De fato,a clássica definição de joia como “ornamento confeccionado em materiais preciosos”  parece contemplar apenas uma parte da atual produção joalheira, que a partir das transformações postas em andamento desde meados do sec XX, possibilitaram ao objeto joia uma ampliação de sua tipologia e a extensão de seus parâmetros conceituais. Tal expansão trouxe consigo novas formas de ornamento, novas possibilidades de uso de materiais e novos propósitos, ratificando o papel da joia enquanto meio de expressão das dinâmicas sociais e individuais elaboradas por aqueles que as criam, possuem e usam. Reafirma-se o seu papel de signo portador de características e valores relativos aos sujeitos e seu tempo, e o nosso tempo está marcado pelo alargamento das possibilidades de ornamentação pessoal.

Diante de um cenário múltiplo e mutante, a nomenclatura dessa se entende na velocidade da criatividade humana, abarcando todas as novidades e tendências. Nesses tempos onde “tudo é permitido” seria por demais ingênuo desconsiderar que, para além da ideia de expressão e de liberdade criativa, essa multiplicidade de possibilidades (sempre prontas às diferenciações mais sutis) traz consigo uma segmentação muito pertinente à lógica do mercado.

Para não nos perdermos nos meandros dos rótulos a granel é preciso, a meu ver, abordar tamanha diversidade a partir da identificação de dois núcleos bem distintos de produção joalheira na contemporaneidade, uma vinculada à arte e outra relacionada ao design. Ambas são resultado das transformações engendradas historicamente, sendo possível  identificar parâmetros singulares de distinção entre elas.

A produção no campo do design concebe a joia enquanto produto, um objeto cujo propósito é ser ofertado para um consumidor, sendo este considerado em maior ou menor grau durante os processos de concepção e desenvolvimento.
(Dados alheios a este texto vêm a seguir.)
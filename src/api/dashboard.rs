/// Channel dashboard endpoints for the authenticated principal
use crate::{
    auth::AuthContext,
    context::AppContext,
    db::models::{ChannelStats, Video},
    error::ApiResult,
};
use axum::{extract::State, routing::get, Json, Router};

/// Build dashboard routes
pub fn routes() -> Router<AppContext> {
    Router::new()
        .route("/dashboard/stats", get(channel_stats))
        .route("/dashboard/videos", get(channel_videos))
}

async fn channel_stats(
    State(ctx): State<AppContext>,
    auth: AuthContext,
) -> ApiResult<Json<ChannelStats>> {
    // a token can outlive its principal
    let principal = ctx.account_manager.current_user(&auth.principal_id).await?;

    Ok(Json(ctx.resources.channel_stats(&principal.id).await?))
}

async fn channel_videos(
    State(ctx): State<AppContext>,
    auth: AuthContext,
) -> ApiResult<Json<Vec<Video>>> {
    let principal = ctx.account_manager.current_user(&auth.principal_id).await?;

    Ok(Json(ctx.resources.list_videos_by_owner(&principal.id).await?))
}
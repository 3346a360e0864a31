/// Session transport
///
/// Carries a token pair between client and server in two http-only cookies.
/// Tokens are opaque here; verification belongs to the token service.
use crate::{
    config::SessionConfig,
    error::{ApiError, ApiResult},
    token::TokenPair,
};
use axum::http::HeaderMap;
use axum_extra::{
    extract::cookie::{Cookie, CookieJar, SameSite},
    headers::{authorization::Bearer, Authorization, HeaderMapExt},
};

pub const ACCESS_COOKIE_NAME: &str = "accessToken";
pub const REFRESH_COOKIE_NAME: &str = "refreshToken";

#[derive(Debug, Clone)]
pub struct SessionTransport {
    secure: bool,
    same_site: SameSite,
}

impl SessionTransport {
    pub fn new(config: &SessionConfig) -> ApiResult<Self> {
        Ok(Self {
            secure: config.secure_cookies,
            same_site: parse_same_site(&config.same_site)?,
        })
    }

    fn cookie(&self, name: &'static str, value: String) -> Cookie<'static> {
        Cookie::build((name, value))
            .http_only(true)
            .secure(self.secure)
            .same_site(self.same_site)
            .path("/")
            .build()
    }

    /// Set both cookies for a freshly issued or rotated pair
    pub fn attach(&self, jar: CookieJar, pair: &TokenPair) -> CookieJar {
        jar.add(self.cookie(ACCESS_COOKIE_NAME, pair.access_token.clone()))
            .add(self.cookie(REFRESH_COOKIE_NAME, pair.refresh_token.clone()))
    }

    /// Expire both cookies, whether or not the request carried them
    pub fn clear(&self, jar: CookieJar) -> CookieJar {
        let mut access = self.cookie(ACCESS_COOKIE_NAME, String::new());
        access.make_removal();
        let mut refresh = self.cookie(REFRESH_COOKIE_NAME, String::new());
        refresh.make_removal();

        jar.add(access).add(refresh)
    }

    /// Access token from the cookie, else from an `Authorization: Bearer` header
    pub fn access_token(&self, headers: &HeaderMap) -> Option<String> {
        let jar = CookieJar::from_headers(headers);

        jar.get(ACCESS_COOKIE_NAME)
            .map(|c| c.value().to_string())
            .filter(|v| !v.is_empty())
            .or_else(|| extract_bearer_token(headers))
    }

    /// Refresh token from the cookie, else from the request body field
    pub fn refresh_token(&self, jar: &CookieJar, body_token: Option<&str>) -> Option<String> {
        jar.get(REFRESH_COOKIE_NAME)
            .map(|c| c.value().to_string())
            .filter(|v| !v.is_empty())
            .or_else(|| {
                body_token
                    .map(str::trim)
                    .filter(|v| !v.is_empty())
                    .map(String::from)
            })
    }
}

/// Parse a SameSite policy name, case-insensitively
pub fn parse_same_site(value: &str) -> ApiResult<SameSite> {
    match value.trim().to_lowercase().as_str() {
        "strict" => Ok(SameSite::Strict),
        "lax" => Ok(SameSite::Lax),
        "none" => Ok(SameSite::None),
        other => Err(ApiError::Validation(format!(
            "Unsupported SameSite policy: {}",
            other
        ))),
    }
}

/// Extract bearer token from Authorization header
pub fn extract_bearer_token(headers: &HeaderMap) -> Option<String> {
    headers
        .typed_get::<Authorization<Bearer>>()
        .map(|auth| auth.token().to_string())
        .filter(|token| !token.is_empty())
}

#[cfg(test)]
mod tests {
    use super::*;
    use axum::{http::header, response::IntoResponse};

    fn transport() -> SessionTransport {
        SessionTransport::new(&SessionConfig {
            secure_cookies: true,
            same_site: "strict".to_string(),
        })
        .unwrap()
    }

    fn pair() -> TokenPair {
        TokenPair {
            access_token: "access-abc".to_string(),
            refresh_token: "refresh-xyz".to_string(),
        }
    }

    fn set_cookie_headers(jar: CookieJar) -> Vec<String> {
        jar.into_response()
            .headers()
            .get_all(header::SET_COOKIE)
            .iter()
            .map(|v| v.to_str().unwrap().to_string())
            .collect()
    }

    #[test]
    fn test_attach_sets_both_cookies() {
        let headers = set_cookie_headers(transport().attach(CookieJar::new(), &pair()));

        assert_eq!(headers.len(), 2);
        let access = headers
            .iter()
            .find(|h| h.starts_with("accessToken=access-abc"))
            .unwrap();
        let refresh = headers
            .iter()
            .find(|h| h.starts_with("refreshToken=refresh-xyz"))
            .unwrap();

        for cookie in [access, refresh] {
            assert!(cookie.contains("HttpOnly"));
            assert!(cookie.contains("Secure"));
            assert!(cookie.contains("SameSite=Strict"));
            assert!(cookie.contains("Path=/"));
        }
    }

    #[test]
    fn test_clear_expires_both_cookies() {
        let headers = set_cookie_headers(transport().clear(CookieJar::new()));

        assert_eq!(headers.len(), 2);
        assert!(headers.iter().any(|h| h.starts_with("accessToken=;")));
        assert!(headers.iter().any(|h| h.starts_with("refreshToken=;")));
        assert!(headers.iter().all(|h| h.contains("Max-Age=0")));
    }

    #[test]
    fn test_insecure_lax_for_local_development() {
        let transport = SessionTransport::new(&SessionConfig {
            secure_cookies: false,
            same_site: "Lax".to_string(),
        })
        .unwrap();

        let headers = set_cookie_headers(transport.attach(CookieJar::new(), &pair()));
        assert!(headers.iter().all(|h| !h.contains("Secure")));
        assert!(headers.iter().all(|h| h.contains("SameSite=Lax")));
    }

    #[test]
    fn test_unknown_same_site_rejected() {
        let result = SessionTransport::new(&SessionConfig {
            secure_cookies: true,
            same_site: "sometimes".to_string(),
        });
        assert!(matches!(result, Err(ApiError::Validation(_))));
    }

    #[test]
    fn test_same_site_parsing_is_case_insensitive() {
        assert_eq!(parse_same_site("STRICT").unwrap(), SameSite::Strict);
        assert_eq!(parse_same_site(" lax ").unwrap(), SameSite::Lax);
        assert_eq!(parse_same_site("None").unwrap(), SameSite::None);
        assert!(parse_same_site("").is_err());
    }

    #[test]
    fn test_access_token_prefers_cookie_over_header() {
        let mut headers = HeaderMap::new();
        headers.insert(header::COOKIE, "accessToken=from-cookie".parse().unwrap());
        headers.insert(header::AUTHORIZATION, "Bearer from-header".parse().unwrap());

        assert_eq!(
            transport().access_token(&headers).as_deref(),
            Some("from-cookie")
        );
    }

    #[test]
    fn test_access_token_falls_back_to_bearer() {
        let mut headers = HeaderMap::new();
        headers.insert(header::AUTHORIZATION, "Bearer from-header".parse().unwrap());
        assert_eq!(
            transport().access_token(&headers).as_deref(),
            Some("from-header")
        );

        let mut basic = HeaderMap::new();
        basic.insert(header::AUTHORIZATION, "Basic dXNlcjpwYXNz".parse().unwrap());
        assert_eq!(transport().access_token(&basic), None);
        assert_eq!(transport().access_token(&HeaderMap::new()), None);
    }

    #[test]
    fn test_refresh_token_falls_back_to_body() {
        let transport = transport();
        let mut headers = HeaderMap::new();
        headers.insert(header::COOKIE, "refreshToken=from-cookie".parse().unwrap());
        let jar = CookieJar::from_headers(&headers);

        assert_eq!(
            transport.refresh_token(&jar, Some("from-body")).as_deref(),
            Some("from-cookie")
        );
        assert_eq!(
            transport
                .refresh_token(&CookieJar::new(), Some("from-body"))
                .as_deref(),
            Some("from-body")
        );
        assert_eq!(transport.refresh_token(&CookieJar::new(), Some("  ")), None);
        assert_eq!(transport.refresh_token(&CookieJar::new(), None), None);
    }
}
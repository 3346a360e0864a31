/// Watch history
///
/// Per-principal list of watched videos, most recent first, one entry per
/// video, capped at [`WATCH_HISTORY_LIMIT`].
use crate::{
    db::models::{ChannelSummary, Video, WatchedVideo},
    error::{ApiError, ApiResult},
    ownership::validate_identifier,
};
use chrono::Utc;
use sqlx::{FromRow, Row, SqlitePool};

pub const WATCH_HISTORY_LIMIT: i64 = 50;

pub struct WatchHistory {
    db: SqlitePool,
}

impl WatchHistory {
    pub fn new(db: SqlitePool) -> Self {
        Self { db }
    }

    /// Move `video_id` to the front of the principal's history, evicting the
    /// oldest entries beyond the limit
    pub async fn record(&self, principal_id: &str, video_id: &str) -> ApiResult<()> {
        validate_identifier(video_id, "video")?;

        let mut tx = self.db.begin().await?;

        let video_exists: i64 = sqlx::query_scalar("SELECT COUNT(*) FROM video WHERE id = ?1")
            .bind(video_id)
            .fetch_one(&mut *tx)
            .await?;
        if video_exists == 0 {
            return Err(ApiError::NotFound("Video not found".to_string()));
        }

        sqlx::query("DELETE FROM watch_history WHERE principal_id = ?1 AND video_id = ?2")
            .bind(principal_id)
            .bind(video_id)
            .execute(&mut *tx)
            .await?;

        sqlx::query(
            "INSERT INTO watch_history (principal_id, video_id, watched_at) VALUES (?1, ?2, ?3)",
        )
        .bind(principal_id)
        .bind(video_id)
        .bind(Utc::now())
        .execute(&mut *tx)
        .await?;

        sqlx::query(
            "DELETE FROM watch_history WHERE principal_id = ?1 AND seq NOT IN (
                SELECT seq FROM watch_history WHERE principal_id = ?1 ORDER BY seq DESC LIMIT ?2
             )",
        )
        .bind(principal_id)
        .bind(WATCH_HISTORY_LIMIT)
        .execute(&mut *tx)
        .await?;

        tx.commit().await?;

        tracing::debug!(principal_id, video_id, "Recorded watch");
        Ok(())
    }

    /// History entries with their videos and owners, most recent first
    pub async fn list(&self, principal_id: &str) -> ApiResult<Vec<WatchedVideo>> {
        let rows = sqlx::query(
            "SELECT w.watched_at,
                    v.id, v.owner_id, v.title, v.description, v.video_file, v.thumbnail,
                    v.duration, v.views, v.is_published, v.created_at, v.updated_at,
                    p.username AS owner_username, p.full_name AS owner_full_name
             FROM watch_history w
             JOIN video v ON v.id = w.video_id
             JOIN principal p ON p.id = v.owner_id
             WHERE w.principal_id = ?1
             ORDER BY w.seq DESC",
        )
        .bind(principal_id)
        .fetch_all(&self.db)
        .await?;

        let mut entries = Vec::with_capacity(rows.len());
        for row in rows {
            let video = Video::from_row(&row)?;
            let owner = ChannelSummary {
                id: video.owner_id.clone(),
                username: row.try_get("owner_username")?,
                full_name: row.try_get("owner_full_name")?,
            };
            entries.push(WatchedVideo {
                watched_at: row.try_get("watched_at")?,
                video,
                owner,
            });
        }

        Ok(entries)
    }
}

#[cfg(test)]
mod tests {
    use super::*;
    use crate::db::{
        self, principals,
        resources::{sample_video, ResourceStore},
    };
    use uuid::Uuid;

    async fn video_ids(history: &WatchHistory, principal_id: &str) -> Vec<String> {
        history
            .list(principal_id)
            .await
            .unwrap()
            .into_iter()
            .map(|e| e.video.id)
            .collect()
    }

    #[tokio::test]
    async fn test_rewatch_moves_to_front() {
        let pool = db::test_pool().await;
        let store = ResourceStore::new(pool.clone());
        let history = WatchHistory::new(pool.clone());
        let alice = principals::insert_test_principal(&pool, "alice").await;

        let a = store.create_video(&alice.id, sample_video("A")).await.unwrap();
        let b = store.create_video(&alice.id, sample_video("B")).await.unwrap();

        history.record(&alice.id, &a.id).await.unwrap();
        history.record(&alice.id, &b.id).await.unwrap();
        assert_eq!(video_ids(&history, &alice.id).await, vec![b.id.clone(), a.id.clone()]);

        history.record(&alice.id, &a.id).await.unwrap();
        assert_eq!(video_ids(&history, &alice.id).await, vec![a.id.clone(), b.id.clone()]);
    }

    #[tokio::test]
    async fn test_history_is_capped_with_oldest_evicted() {
        let pool = db::test_pool().await;
        let store = ResourceStore::new(pool.clone());
        let history = WatchHistory::new(pool.clone());
        let alice = principals::insert_test_principal(&pool, "alice").await;

        let mut watched = Vec::new();
        for i in 0..(WATCH_HISTORY_LIMIT + 5) {
            let video = store
                .create_video(&alice.id, sample_video(&format!("Video {}", i)))
                .await
                .unwrap();
            history.record(&alice.id, &video.id).await.unwrap();
            watched.push(video.id);
        }

        let ids = video_ids(&history, &alice.id).await;
        assert_eq!(ids.len() as i64, WATCH_HISTORY_LIMIT);
        assert_eq!(ids[0], *watched.last().unwrap());
        // the five oldest were evicted
        for evicted in &watched[..5] {
            assert!(!ids.contains(evicted));
        }
        assert_eq!(*ids.last().unwrap(), watched[5]);
    }

    #[tokio::test]
    async fn test_list_joins_video_and_owner() {
        let pool = db::test_pool().await;
        let store = ResourceStore::new(pool.clone());
        let history = WatchHistory::new(pool.clone());
        let alice = principals::insert_test_principal(&pool, "alice").await;
        let bob = principals::insert_test_principal(&pool, "bob").await;
        let video = store.create_video(&alice.id, sample_video("Tour")).await.unwrap();

        history.record(&bob.id, &video.id).await.unwrap();

        let entries = history.list(&bob.id).await.unwrap();
        assert_eq!(entries.len(), 1);
        assert_eq!(entries[0].video.id, video.id);
        assert_eq!(entries[0].video.title, "Tour");
        assert_eq!(entries[0].owner.id, alice.id);
        assert_eq!(entries[0].owner.username, "alice");
        assert_eq!(entries[0].owner.full_name, alice.full_name);
    }

    #[tokio::test]
    async fn test_histories_are_per_principal() {
        let pool = db::test_pool().await;
        let store = ResourceStore::new(pool.clone());
        let history = WatchHistory::new(pool.clone());
        let alice = principals::insert_test_principal(&pool, "alice").await;
        let bob = principals::insert_test_principal(&pool, "bob").await;
        let video = store.create_video(&alice.id, sample_video("A")).await.unwrap();

        history.record(&alice.id, &video.id).await.unwrap();

        assert_eq!(video_ids(&history, &alice.id).await.len(), 1);
        assert!(video_ids(&history, &bob.id).await.is_empty());
    }

    #[tokio::test]
    async fn test_unknown_or_malformed_video() {
        let pool = db::test_pool().await;
        let history = WatchHistory::new(pool.clone());
        let alice = principals::insert_test_principal(&pool, "alice").await;

        let missing = Uuid::new_v4().to_string();
        assert!(matches!(
            history.record(&alice.id, &missing).await,
            Err(ApiError::NotFound(_))
        ));
        assert!(matches!(
            history.record(&alice.id, "nope").await,
            Err(ApiError::InvalidIdentifier(_))
        ));
        assert!(history.list(&alice.id).await.unwrap().is_empty());
    }
}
Trata-se de uma joalheria orientada para sua função de ornamento, diretamente articulada com e pelo mercado, estando comprometida em diferentes escalas com as dinâmicas da moda e do luxo num discurso alinhavado à exibição de status e distinção social.

Já a joia enquanto produto artístico tem como premissa um compromisso com a poética, desvinculando-se do imaginário secular construido em seu entorno e distanciando-se de seu compromisso com os pressupostos da beleza, da ornamentação e da função decorativa, inclusive podendo abandoná-los completamente. Ao tomar a joia como assunto e meio de expressão artística a arte-joalheria toma o sensível como bússola para uma produção que não está diretamente  orientada para o mercado (inserindo-se nele ou não), configurando-se de modo livre diante de significações e formatos pré determinados.

Outros aspectos podem se apresentar como parâmetros para elencar semelhanças e diferenças entre a joia-design e a joia-arte , tais como modo e da escala de produção, materiais utilizados e processos de criação. Entretanto esses recursos configuram-se como argumentos que se tornam frágeis diante de uma reflexão mais aprofundada.

Pensar nos meios utilizados na produção joalheira como critério de distinção já não se demontra estratégia plausível nem no campo da arte, que de Duchamp às mídias digitais abandonou a manufatura como forma intrínseca de qualificação, nem no terreno do design, aonde as tecnologias possibilitam paradoxos como a “customização em série”.

Quanto à questão da materialidade, a atual inserção de materiais “comuns” na joalheria estende-se por todo um espectro de adornos, chegando até à esfera da joia tradicional, onde se observa a presença de materiais “não preciosos” (vidro, couro, borracha, palha, cristais, etc.) ao lado de ouro e pedras. Desse modo, evidencia-se que pautar na seleção e uso dos materiais a atribuição de qualidades para a joia não constitui critério imperativo para distinguir uma produção joalheira comprometida com o design ou com a arte. Na verdade isso consiste numa perigosa simplificação que culmina na ideia de que apenas o uso de materiais “alternativos” basta para atribuir a qualquer peça o carater artístico de sua produção.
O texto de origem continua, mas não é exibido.